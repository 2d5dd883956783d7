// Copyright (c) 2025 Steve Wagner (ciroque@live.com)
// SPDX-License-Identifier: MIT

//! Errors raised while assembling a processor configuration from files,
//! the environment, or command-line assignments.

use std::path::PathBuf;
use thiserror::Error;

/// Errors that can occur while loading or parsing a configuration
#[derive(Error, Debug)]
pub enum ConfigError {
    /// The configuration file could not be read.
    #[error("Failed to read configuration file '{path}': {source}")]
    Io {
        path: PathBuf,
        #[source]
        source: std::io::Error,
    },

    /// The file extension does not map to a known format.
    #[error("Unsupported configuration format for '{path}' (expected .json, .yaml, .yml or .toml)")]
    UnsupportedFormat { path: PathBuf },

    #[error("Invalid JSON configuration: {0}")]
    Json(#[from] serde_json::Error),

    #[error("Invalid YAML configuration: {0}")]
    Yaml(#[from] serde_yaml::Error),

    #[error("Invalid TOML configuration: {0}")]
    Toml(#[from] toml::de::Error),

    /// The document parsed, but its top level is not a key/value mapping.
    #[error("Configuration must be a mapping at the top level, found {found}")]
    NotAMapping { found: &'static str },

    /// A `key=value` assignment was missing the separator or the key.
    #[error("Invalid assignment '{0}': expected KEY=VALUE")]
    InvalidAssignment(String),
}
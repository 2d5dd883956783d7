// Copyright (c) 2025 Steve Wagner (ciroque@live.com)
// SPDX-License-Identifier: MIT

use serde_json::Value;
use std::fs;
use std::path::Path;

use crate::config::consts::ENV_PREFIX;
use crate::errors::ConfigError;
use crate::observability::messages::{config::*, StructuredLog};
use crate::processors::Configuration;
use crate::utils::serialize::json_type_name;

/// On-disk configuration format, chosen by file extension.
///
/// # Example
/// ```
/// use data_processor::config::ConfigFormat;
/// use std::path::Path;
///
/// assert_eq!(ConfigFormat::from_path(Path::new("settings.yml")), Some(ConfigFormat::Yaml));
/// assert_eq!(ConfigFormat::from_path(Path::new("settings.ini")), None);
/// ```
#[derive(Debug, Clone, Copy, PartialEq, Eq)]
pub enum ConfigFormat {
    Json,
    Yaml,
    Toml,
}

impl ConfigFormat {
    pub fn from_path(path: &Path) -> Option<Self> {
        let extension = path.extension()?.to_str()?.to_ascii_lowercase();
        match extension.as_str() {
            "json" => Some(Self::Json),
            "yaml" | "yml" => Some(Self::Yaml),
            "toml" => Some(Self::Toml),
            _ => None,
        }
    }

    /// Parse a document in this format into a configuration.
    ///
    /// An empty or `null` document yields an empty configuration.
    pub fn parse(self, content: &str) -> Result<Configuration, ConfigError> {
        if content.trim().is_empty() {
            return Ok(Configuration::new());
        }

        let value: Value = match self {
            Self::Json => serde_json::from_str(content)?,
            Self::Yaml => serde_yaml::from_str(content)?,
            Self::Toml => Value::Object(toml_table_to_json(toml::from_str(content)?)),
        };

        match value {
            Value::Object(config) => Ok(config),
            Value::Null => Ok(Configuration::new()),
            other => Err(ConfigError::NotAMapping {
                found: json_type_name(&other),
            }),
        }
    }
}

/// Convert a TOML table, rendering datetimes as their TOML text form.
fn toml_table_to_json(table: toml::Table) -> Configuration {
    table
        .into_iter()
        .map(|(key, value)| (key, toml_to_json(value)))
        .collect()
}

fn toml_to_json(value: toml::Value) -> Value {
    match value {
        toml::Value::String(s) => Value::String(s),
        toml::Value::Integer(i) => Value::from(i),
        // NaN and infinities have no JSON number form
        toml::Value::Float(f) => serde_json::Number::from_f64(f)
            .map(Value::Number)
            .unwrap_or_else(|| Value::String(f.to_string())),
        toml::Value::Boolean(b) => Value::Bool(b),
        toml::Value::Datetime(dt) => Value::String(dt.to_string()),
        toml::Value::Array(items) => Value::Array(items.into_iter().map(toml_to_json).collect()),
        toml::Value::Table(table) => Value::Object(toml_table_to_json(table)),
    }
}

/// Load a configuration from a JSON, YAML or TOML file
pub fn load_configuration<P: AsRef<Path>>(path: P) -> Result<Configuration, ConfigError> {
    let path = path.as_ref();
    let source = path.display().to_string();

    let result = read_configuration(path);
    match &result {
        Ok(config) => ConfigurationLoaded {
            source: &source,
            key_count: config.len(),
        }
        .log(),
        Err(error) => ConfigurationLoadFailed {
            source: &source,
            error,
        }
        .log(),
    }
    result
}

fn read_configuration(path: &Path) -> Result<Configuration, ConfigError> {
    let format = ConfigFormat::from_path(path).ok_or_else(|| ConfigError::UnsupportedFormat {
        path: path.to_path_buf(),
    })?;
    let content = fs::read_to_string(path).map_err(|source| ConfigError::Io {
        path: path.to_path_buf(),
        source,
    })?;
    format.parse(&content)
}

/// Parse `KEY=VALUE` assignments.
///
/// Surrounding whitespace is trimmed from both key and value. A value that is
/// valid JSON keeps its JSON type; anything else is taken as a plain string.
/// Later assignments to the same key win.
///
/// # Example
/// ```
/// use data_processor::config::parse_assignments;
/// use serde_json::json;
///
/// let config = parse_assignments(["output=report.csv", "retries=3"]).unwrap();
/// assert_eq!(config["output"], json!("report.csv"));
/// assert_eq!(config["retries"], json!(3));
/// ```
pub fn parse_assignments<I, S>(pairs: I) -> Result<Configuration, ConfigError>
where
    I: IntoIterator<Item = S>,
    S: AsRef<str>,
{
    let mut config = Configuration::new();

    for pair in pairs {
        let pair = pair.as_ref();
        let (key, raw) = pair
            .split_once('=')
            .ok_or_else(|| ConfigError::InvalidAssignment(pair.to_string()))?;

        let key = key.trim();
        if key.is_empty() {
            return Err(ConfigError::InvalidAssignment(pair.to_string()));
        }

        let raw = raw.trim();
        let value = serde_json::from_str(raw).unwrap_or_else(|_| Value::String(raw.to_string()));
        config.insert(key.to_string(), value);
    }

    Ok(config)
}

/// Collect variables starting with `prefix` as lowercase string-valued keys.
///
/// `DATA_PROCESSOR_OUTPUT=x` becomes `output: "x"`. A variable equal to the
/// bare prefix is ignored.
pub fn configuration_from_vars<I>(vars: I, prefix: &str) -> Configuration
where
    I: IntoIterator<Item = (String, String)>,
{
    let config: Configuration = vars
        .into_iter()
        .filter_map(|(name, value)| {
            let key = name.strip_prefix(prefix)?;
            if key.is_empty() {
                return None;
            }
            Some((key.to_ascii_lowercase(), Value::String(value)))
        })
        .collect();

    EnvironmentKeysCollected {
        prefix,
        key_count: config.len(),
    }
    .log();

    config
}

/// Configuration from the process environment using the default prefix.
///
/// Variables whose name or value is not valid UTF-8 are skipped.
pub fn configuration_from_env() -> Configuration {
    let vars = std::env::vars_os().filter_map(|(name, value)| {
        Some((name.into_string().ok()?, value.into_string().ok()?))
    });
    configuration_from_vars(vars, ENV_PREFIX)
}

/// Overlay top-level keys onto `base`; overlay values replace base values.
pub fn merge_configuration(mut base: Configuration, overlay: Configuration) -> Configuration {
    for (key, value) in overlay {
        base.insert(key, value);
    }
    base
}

──────

* [Exercise prompt] From top to bottom, reproduce the material exactly.

* [Output for this task]
repository 2d5dd883956783d7
// Copyright (c) 2025 Steve Wagner (ciroque@live.com)
// SPDX-License-Identifier: MIT

//! Errors raised while assembling a processor configuration from files,
//! the environment, or command-line assignments.

use std::path::PathBuf;
use thiserror::Error;

/// Errors that can occur while loading or parsing a configuration
#[derive(Error, Debug)]
pub enum ConfigError {
    /// The configuration file could not be read.
    #[error("Failed to read configuration file '{path}': {source}")]
    Io {
        path: PathBuf,
        #[source]
        source: std::io::Error,
    },

    /// The file extension does not map to a known format.
    #[error("Unsupported configuration format for '{path}' (expected .json, .yaml, .yml or .toml)")]
    UnsupportedFormat { path: PathBuf },

    #[error("Invalid JSON configuration: {0}")]
    Json(#[from] serde_json::Error),

    #[error("Invalid YAML configuration: {0}")]
    Yaml(#[from] serde_yaml::Error),

    #[error("Invalid TOML configuration: {0}")]
    Toml(#[from] toml::de::Error),

    /// The document parsed, but its top level is not a key/value mapping.
    #[error("Configuration must be a mapping at the top level, found {found}")]
    NotAMapping { found: &'static str },

    /// A `key=value` assignment was missing the separator or the key.
    #[error("Invalid assignment '{0}': expected KEY=VALUE")]
    InvalidAssignment(String),
}
repository 2d5dd883956783d7
// Copyright (c) 2025 Steve Wagner (ciroque@live.com)
// SPDX-License-Identifier: MIT

use serde_json::Value;
use std::fs;
use std::path::Path;

use crate::config::consts::ENV_PREFIX;
use crate::errors::ConfigError;
use crate::observability::messages::{config::*, StructuredLog};
use crate::processors::Configuration;
use crate::utils::serialize::json_type_name;

/// On-disk configuration format, chosen by file extension.
///
/// # Example
/// ```
/// use data_processor::config::ConfigFormat;
/// use std::path::Path;
///
/// assert_eq!(ConfigFormat::from_path(Path::new("settings.yml")), Some(ConfigFormat::Yaml));
/// assert_eq!(ConfigFormat::from_path(Path::new("settings.ini")), None);
/// ```
#[derive(Debug, Clone, Copy, PartialEq, Eq)]
pub enum ConfigFormat {
    Json,
    Yaml,
    Toml,
}

impl ConfigFormat {
    pub fn from_path(path: &Path) -> Option<Self> {
        let extension = path.extension()?.to_str()?.to_ascii_lowercase();
        match extension.as_str() {
            "json" => Some(Self::Json),
            "yaml" | "yml" => Some(Self::Yaml),
            "toml" => Some(Self::Toml),
            _ => None,
        }
    }

    /// Parse a document in this format into a configuration.
    ///
    /// An empty or `null` document yields an empty configuration.
    pub fn parse(self, content: &str) -> Result<Configuration, ConfigError> {
        if content.trim().is_empty() {
            return Ok(Configuration::new());
        }

        let value: Value = match self {
            Self::Json => serde_json::from_str(content)?,
            Self::Yaml => serde_yaml::from_str(content)?,
            Self::Toml => Value::Object(toml_table_to_json(toml::from_str(content)?)),
        };

        match value {
            Value::Object(config) => Ok(config),
            Value::Null => Ok(Configuration::new()),
            other => Err(ConfigError::NotAMapping {
                found: json_type_name(&other),
            }),
        }
    }
}

/// Convert a TOML table, rendering datetimes as their TOML text form.
fn toml_table_to_json(table: toml::Table) -> Configuration {
    table
        .into_iter()
        .map(|(key, value)| (key, toml_to_json(value)))
        .collect()
}

fn toml_to_json(value: toml::Value) -> Value {
    match value {
        toml::Value::String(s) => Value::String(s),
        toml::Value::Integer(i) => Value::from(i),
        // NaN and infinities have no JSON number form
        toml::Value::Float(f) => serde_json::Number::from_f64(f)
            .map(Value::Number)
            .unwrap_or_else(|| Value::String(f.to_string())),
        toml::Value::Boolean(b) => Value::Bool(b),
        toml::Value::Datetime(dt) => Value::String(dt.to_string()),
        toml::Value::Array(items) => Value::Array(items.into_iter().map(toml_to_json).collect()),
        toml::Value::Table(table) => Value::Object(toml_table_to_json(table)),
    }
}

/// Load a configuration from a JSON, YAML or TOML file
pub fn load_configuration<P: AsRef<Path>>(path: P) -> Result<Configuration, ConfigError> {
    let path = path.as_ref();
    let source = path.display().to_string();

    let result = read_configuration(path);
    match &result {
        Ok(config) => ConfigurationLoaded {
            source: &source,
            key_count: config.len(),
        }
        .log(),
        Err(error) => ConfigurationLoadFailed {
            source: &source,
            error,
        }
        .log(),
    }
    result
}

fn read_configuration(path: &Path) -> Result<Configuration, ConfigError> {
    let format = ConfigFormat::from_path(path).ok_or_else(|| ConfigError::UnsupportedFormat {
        path: path.to_path_buf(),
    })?;
    let content = fs::read_to_string(path).map_err(|source| ConfigError::Io {
        path: path.to_path_buf(),
        source,
    })?;
    format.parse(&content)
}

/// Parse `KEY=VALUE` assignments.
///
/// Surrounding whitespace is trimmed from both key and value. A value that is
/// valid JSON keeps its JSON type; anything else is taken as a plain string.
/// Later assignments to the same key win.
///
/// # Example
/// ```
/// use data_processor::config::parse_assignments;
/// use serde_json::json;
///
/// let config = parse_assignments(["output=report.csv", "retries=3"]).unwrap();
/// assert_eq!(config["output"], json!("report.csv"));
/// assert_eq!(config["retries"], json!(3));
/// ```
pub fn parse_assignments<I, S>(pairs: I) -> Result<Configuration, ConfigError>
where
    I: IntoIterator<Item = S>,
    S: AsRef<str>,
{
    let mut config = Configuration::new();

    for pair in pairs {
        let pair = pair.as_ref();
        let (key, raw) = pair
            .split_once('=')
            .ok_or_else(|| ConfigError::InvalidAssignment(pair.to_string()))?;

        let key = key.trim();
        if key.is_empty() {
            return Err(ConfigError::InvalidAssignment(pair.to_string()));
        }

        let raw = raw.trim();
        let value = serde_json::from_str(raw).unwrap_or_else(|_| Value::String(raw.to_string()));
        config.insert(key.to_string(), value);
    }

    Ok(config)
}

/// Collect variables starting with `prefix` as lowercase string-valued keys.
///
/// `DATA_PROCESSOR_OUTPUT=x` becomes `output: "x"`. A variable equal to the
/// bare prefix is ignored.
pub fn configuration_from_vars<I>(vars: I, prefix: &str) -> Configuration
where
    I: IntoIterator<Item = (String, String)>,
{
    let config: Configuration = vars
        .into_iter()
        .filter_map(|(name, value)| {
            let key = name.strip_prefix(prefix)?;
            if key.is_empty() {
                return None;
            }
            Some((key.to_ascii_lowercase(), Value::String(value)))
        })
        .collect();

    EnvironmentKeysCollected {
        prefix,
        key_count: config.len(),
    }
    .log();

    config
}

/// Configuration from the process environment using the default prefix.
///
/// Variables whose name or value is not valid UTF-8 are skipped.
pub fn configuration_from_env() -> Configuration {
    let vars = std::env::vars_os().filter_map(|(name, value)| {
        Some((name.into_string().ok()?, value.into_string().ok()?))
    });
    configuration_from_vars(vars, ENV_PREFIX)
}

/// Overlay top-level keys onto `base`; overlay values replace base values.
pub fn merge_configuration(mut base: Configuration, overlay: Configuration) -> Configuration {
    for (key, value) in overlay {
        base.insert(key, value);
    }
    base
}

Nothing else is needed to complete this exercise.